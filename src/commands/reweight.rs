//! Reweight command

use crate::error::Result;
use crate::meta::MetaDb;
use crate::pipeline::{ReweightReport, WeightRecomputer};
use crate::store::VectorIndex;

/// Recompute authority weights for the given decisions, or all of them
pub async fn cmd_reweight(
    db: &MetaDb,
    index: &dyn VectorIndex,
    case_ids: &[String],
) -> Result<ReweightReport> {
    WeightRecomputer::new(db, index).run(case_ids).await
}

pub fn print_reweight_report(report: &ReweightReport) {
    println!("\n⚖️  Weights recomputed");
    println!("  Decisions: {}", report.decisions_updated);
    println!("  Chunks: {}", report.chunks_updated);
    if !report.missing.is_empty() {
        println!("  Not in index: {}", report.missing.join(", "));
    }
    for failure in &report.failed {
        println!("  ❌ {}", failure);
    }
}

__Exercise details__
Everything in the listing should be set down again exactly.

__Answer below__
filename src/commands/reweight.rs
//! Reweight command

use crate::error::Result;
use crate::meta::MetaDb;
use crate::pipeline::{ReweightReport, WeightRecomputer};
use crate::store::VectorIndex;

/// Recompute authority weights for the given decisions, or all of them
pub async fn cmd_reweight(
    db: &MetaDb,
    index: &dyn VectorIndex,
    case_ids: &[String],
) -> Result<ReweightReport> {
    WeightRecomputer::new(db, index).run(case_ids).await
}

pub fn print_reweight_report(report: &ReweightReport) {
    println!("\n⚖️  Weights recomputed");
    println!("  Decisions: {}", report.decisions_updated);
    println!("  Chunks: {}", report.chunks_updated);
    if !report.missing.is_empty() {
        println!("  Not in index: {}", report.missing.join(", "));
    }
    for failure in &report.failed {
        println!("  ❌ {}", failure);
    }
}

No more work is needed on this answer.